Nathalia González Seligra
Nathalia González Seligra | |
---|---|
National Deputy | |
In office 21 June 2017 – 4 April 2019 | |
Constituency | Buenos Aires |
Personal details | |
Born | Nathalia Inés González Seligra 31 January 1979 Stockholm, Sweden |
Political party | Socialist Workers' Party |
Other political affiliations | Workers' Left Front (2011–present) |
Alma mater | University of Buenos Aires |
Nathalia Inés González Seligra (born 31 January 1979) is an Argentine teacher and politician who was a National Deputy from 2017 to 2019 for the Socialist Workers' Party (PTS).
Early life and education
[edit]González Seligra was born on 31 January 1979 in Stockholm, Sweden, to Argentine parents who had fled the country's last civic–military dictatorship (1976–1983) and had been detained-disappeared in Uruguay.[1][2]
She studied high school at the Escuela Esteban Echeverría in Ramos Mejía, Buenos Aires Province, and studied sociology at the University of Buenos Aires Faculty of Socal Sciences, graduating with a licenciatura in 2007.[3]
Political career
[edit]Gonzáles Seligra's political activism began in high school, where she joined her school's students' union and protested against the Federal Education Law supported by then-governor Felipe Solá.

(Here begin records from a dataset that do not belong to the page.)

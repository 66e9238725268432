//! Exhaustive permutation search.
//!
//! Enumerates column permutations in lexicographic order and stops at the
//! first one with no shared diagonal. Rows and columns cannot collide in a
//! permutation, so only diagonals are checked.
//!
//! # Complexity
//!
//! O(n! · n²) in the worst case. Intended for small boards only.

use itertools::Itertools;
use tracing::info;

use crate::board::Placement;
use crate::error::{Error, Result};
use crate::report::{Progress, SolverReport};
use crate::solver::NQueensSolver;

/// Deterministic brute-force solver.
///
/// # Examples
///
/// ```
/// use u_nqueens::{ExhaustiveSolver, NQueensSolver};
///
/// let mut solver = ExhaustiveSolver::new(4).unwrap();
/// assert!(solver.solve());
/// assert_eq!(solver.solution().unwrap().columns(), &[1, 3, 0, 2]);
///
/// let mut solver = ExhaustiveSolver::new(3).unwrap();
/// assert!(!solver.solve());
/// assert!(solver.solution().is_none());
/// ```
#[derive(Debug, Clone)]
pub struct ExhaustiveSolver {
    n: usize,
    solution: Option<Placement>,
    checked: u64,
}

impl ExhaustiveSolver {
    /// Strategy identifier.
    pub const NAME: &'static str = "naive";

    /// Creates a solver for an `n × n` board.
    pub fn new(n: usize) -> Result<Self> {
        if n == 0 {
            return Err(Error::InvalidBoardSize(n));
        }
        Ok(Self {
            n,
            solution: None,
            checked: 0,
        })
    }

    /// The first valid permutation, if one was found.
    pub fn solution(&self) -> Option<&Placement> {
        self.solution.as_ref()
    }

    /// Number of permutations examined by the last [`solve`](NQueensSolver::solve).
    pub fn permutations_checked(&self) -> u64 {
        self.checked
    }
}

impl NQueensSolver for ExhaustiveSolver {
    fn name(&self) -> &'static str {
        Self::NAME
    }

    fn board_size(&self) -> usize {
        self.n
    }

    fn solve(&mut self) -> bool {
        info!(event = "solve_start", strategy = Self::NAME, n = self.n);

        self.solution = None;
        self.checked = 0;

        for columns in (0..self.n).permutations(self.n) {
            self.checked += 1;
            let candidate = Placement::new(columns);
            if !candidate.has_diagonal_conflict() {
                self.solution = Some(candidate);
                break;
            }
        }

        let solved = self.solution.is_some();
        info!(
            event = "solve_end",
            strategy = Self::NAME,
            solved,
            permutations = self.checked,
        );
        solved
    }

    fn report(&self) -> SolverReport {
        SolverReport::from_placement(
            Self::NAME,
            self.n,
            self.solution.as_ref(),
            Progress::Permutations {
                checked: self.checked,
            },
        )
    }
}
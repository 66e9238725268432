//! Min-conflicts execution loop.

use std::cmp::{Ordering, Reverse};

use rand::rngs::StdRng;
use rand::seq::IndexedRandom;
use rand::Rng;
use serde::Serialize;
use tracing::{debug, info};

use super::config::MinConflictsConfig;
use crate::board::{Cell, Grid};
use crate::error::{Error, Result};
use crate::random::rng_from_seed;
use crate::report::{Progress, SolverReport};
use crate::solver::NQueensSolver;

/// A strict improvement of the best board during a run.
#[derive(Debug, Clone, Copy, PartialEq, Eq, Serialize)]
pub struct Improvement {
    /// Step at which the board was reached (0 = initial placement).
    pub step: usize,
    /// Attacking pairs on that board.
    pub conflicts: usize,
}

#[derive(Debug, Clone)]
struct BestBoard {
    grid: Grid,
    conflicts: usize,
    step: usize,
}

/// Min-conflicts solver over an occupancy grid.
///
/// Generic over its random source so tests can inject a seeded generator.
///
/// # Examples
///
/// ```
/// use u_nqueens::min_conflicts::{MinConflictsConfig, MinConflictsSolver};
/// use u_nqueens::NQueensSolver;
///
/// let config = MinConflictsConfig::default().with_seed(7);
/// let mut solver = MinConflictsSolver::new(1, config).unwrap();
/// assert!(solver.solve());
/// assert_eq!(solver.best_conflicts(), Some(0));
/// ```
#[derive(Debug, Clone)]
pub struct MinConflictsSolver<R = StdRng> {
    n: usize,
    config: MinConflictsConfig,
    rng: R,
    board: Grid,
    steps: usize,
    best: Option<BestBoard>,
    improvements: Vec<Improvement>,
}

impl MinConflictsSolver<StdRng> {
    /// Creates a solver seeded from [`MinConflictsConfig::seed`].
    pub fn new(n: usize, config: MinConflictsConfig) -> Result<Self> {
        let rng = rng_from_seed(config.seed);
        Self::with_rng(n, config, rng)
    }
}

impl<R: Rng> MinConflictsSolver<R> {
    /// Strategy identifier.
    pub const NAME: &'static str = "min-conflicts";

    /// Creates a solver drawing from `rng`. The config seed is ignored.
    pub fn with_rng(n: usize, config: MinConflictsConfig, rng: R) -> Result<Self> {
        if n == 0 {
            return Err(Error::InvalidBoardSize(n));
        }
        config.validate().map_err(Error::InvalidConfig)?;
        Ok(Self {
            n,
            config,
            rng,
            board: Grid::new(n),
            steps: 0,
            best: None,
            improvements: Vec::new(),
        })
    }

    /// The configuration in use.
    pub fn config(&self) -> &MinConflictsConfig {
        &self.config
    }

    /// Steps executed by the last run.
    pub fn steps(&self) -> usize {
        self.steps
    }

    /// Lowest-conflict board seen by the last run.
    pub fn best_board(&self) -> Option<&Grid> {
        self.best.as_ref().map(|b| &b.grid)
    }

    /// Attacking pairs on [`best_board`](Self::best_board).
    pub fn best_conflicts(&self) -> Option<usize> {
        self.best.as_ref().map(|b| b.conflicts)
    }

    /// Step at which [`best_board`](Self::best_board) was reached.
    pub fn best_step(&self) -> Option<usize> {
        self.best.as_ref().map(|b| b.step)
    }

    /// Every strict improvement of the best board, in order.
    pub fn improvements(&self) -> &[Improvement] {
        &self.improvements
    }

    /// Puts `n` queens on distinct random cells.
    fn place_initial_queens(&mut self) {
        let mut placed = 0;
        while placed < self.n {
            let row = self.rng.random_range(0..self.n);
            let col = self.rng.random_range(0..self.n);
            if !self.board.is_occupied(row, col) {
                self.board.place(row, col);
                placed += 1;
            }
        }
    }

    fn should_stop(&self, conflicts: usize) -> bool {
        conflicts == 0 || (self.config.limit_steps && self.steps >= self.config.max_steps)
    }

    /// A uniformly random queen among those with the most conflicts.
    fn most_conflicted_queen(&mut self) -> Cell {
        let board = &self.board;
        let ties = argmax_ties(board.queens(), |(r, c)| board.conflicts_at(r, c));
        *ties
            .choose(&mut self.rng)
            .expect("board holds at least one queen")
    }

    /// A uniformly random empty cell among those with the fewest conflicts.
    fn best_position(&mut self) -> Cell {
        let board = &self.board;
        let ties = argmax_ties(board.empty_cells(), |(r, c)| {
            Reverse(board.conflicts_at(r, c))
        });
        *ties
            .choose(&mut self.rng)
            .expect("board has at least one empty cell")
    }

    fn record_if_better(&mut self, conflicts: usize) {
        if self.best.as_ref().is_some_and(|b| conflicts >= b.conflicts) {
            return;
        }
        debug!(
            event = "best_improved",
            strategy = Self::NAME,
            step = self.steps,
            conflicts,
        );
        self.best = Some(BestBoard {
            grid: self.board.clone(),
            conflicts,
            step: self.steps,
        });
        self.improvements.push(Improvement {
            step: self.steps,
            conflicts,
        });
    }
}

impl<R: Rng> NQueensSolver for MinConflictsSolver<R> {
    fn name(&self) -> &'static str {
        Self::NAME
    }

    fn board_size(&self) -> usize {
        self.n
    }

    fn solve(&mut self) -> bool {
        info!(
            event = "solve_start",
            strategy = Self::NAME,
            n = self.n,
            max_steps = self.config.max_steps,
            limit_steps = self.config.limit_steps,
        );

        self.board = Grid::new(self.n);
        self.steps = 0;
        self.best = None;
        self.improvements.clear();

        self.place_initial_queens();
        let mut conflicts = self.board.total_conflicts();
        self.record_if_better(conflicts);

        while !self.should_stop(conflicts) {
            let (row, col) = self.most_conflicted_queen();
            self.board.remove(row, col);
            let (row, col) = self.best_position();
            self.board.place(row, col);
            self.steps += 1;

            conflicts = self.board.total_conflicts();
            self.record_if_better(conflicts);
        }

        let solved = self.best_conflicts() == Some(0);
        info!(
            event = "solve_end",
            strategy = Self::NAME,
            solved,
            steps = self.steps,
            best_conflicts = self.best_conflicts(),
            best_step = self.best_step(),
        );
        solved
    }

    fn report(&self) -> SolverReport {
        SolverReport::from_grid(
            Self::NAME,
            self.n,
            self.best_board(),
            Progress::Steps {
                taken: self.steps,
                best_at: self.best_step().unwrap_or(0),
            },
        )
    }
}

/// Every item whose key equals the maximum key, in iteration order.
fn argmax_ties<K: Ord>(
    cells: impl Iterator<Item = Cell>,
    mut key: impl FnMut(Cell) -> K,
) -> Vec<Cell> {
    let mut best: Option<K> = None;
    let mut ties = Vec::new();
    for cell in cells {
        let k = key(cell);
        match best.as_ref().map(|b| k.cmp(b)) {
            None | Some(Ordering::Greater) => {
                best = Some(k);
                ties.clear();
                ties.push(cell);
            }
            Some(Ordering::Equal) => ties.push(cell),
            Some(Ordering::Less) => {}
        }
    }
    ties
}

Concurrently, she joined HIJOS, the association of children of people disappeared during the 1976–1983 dictatorship in Argentina.[3]
She joined the Socialist Workers' Party (PTS) in 2007. Additionally, she became involved in Pan y Rosas, the PTS's feminist wing.[1] That year she also began her involvement in trade union politics; following the 2013 elections in the Single Union of Education Workers of Buenos Aires (SUTEBA), González Seligra became part of the Human Rights directive board of the union.[4]
Ahead of the 2015 general election, González Seligra was part of the Workers' Left Front (FIT) list of candidates to the Argentine Chamber of Deputies for Buenos Aires Province. The list only received enough votes to secure one seat in the Chamber of Deputies (Néstor Pitrola, of the Workers' Party), but due to the seat rotation agreement between the FIT's member parties, in 2017 Pitrola resigned from his seat and González Seligra assumed his place. She was sworn in on 21 June 2017.[5][6]
As a national deputy, González Seligra voted in favor of the Voluntary Termination of Pregnancy Bill presented in 2018, which passed the Chamber but was struck down by the Senate.[7] She also introduced a bill, cosigned by Nicolás del Caño, to end the Argentine state's funding of the Catholic Church.[8]
She resigned from her bench on 4 April 2019, as part of the FIT's rotation agreement, and was replaced by Mónica Schlotthauer.[9] Following her resignation from Congress, González Seligra went back to working as a teacher, and in 2019 she ran for intendente (mayor) in La Matanza, receiving 3.71% of the popular vote and landing fourth.[10][11]
References
[edit]- ^ a b "San Justo: Docente de La Matanza electa diputada nacional". La Matanza Informa (in Spanish). 22 December 2015. Retrieved 19 December 2020.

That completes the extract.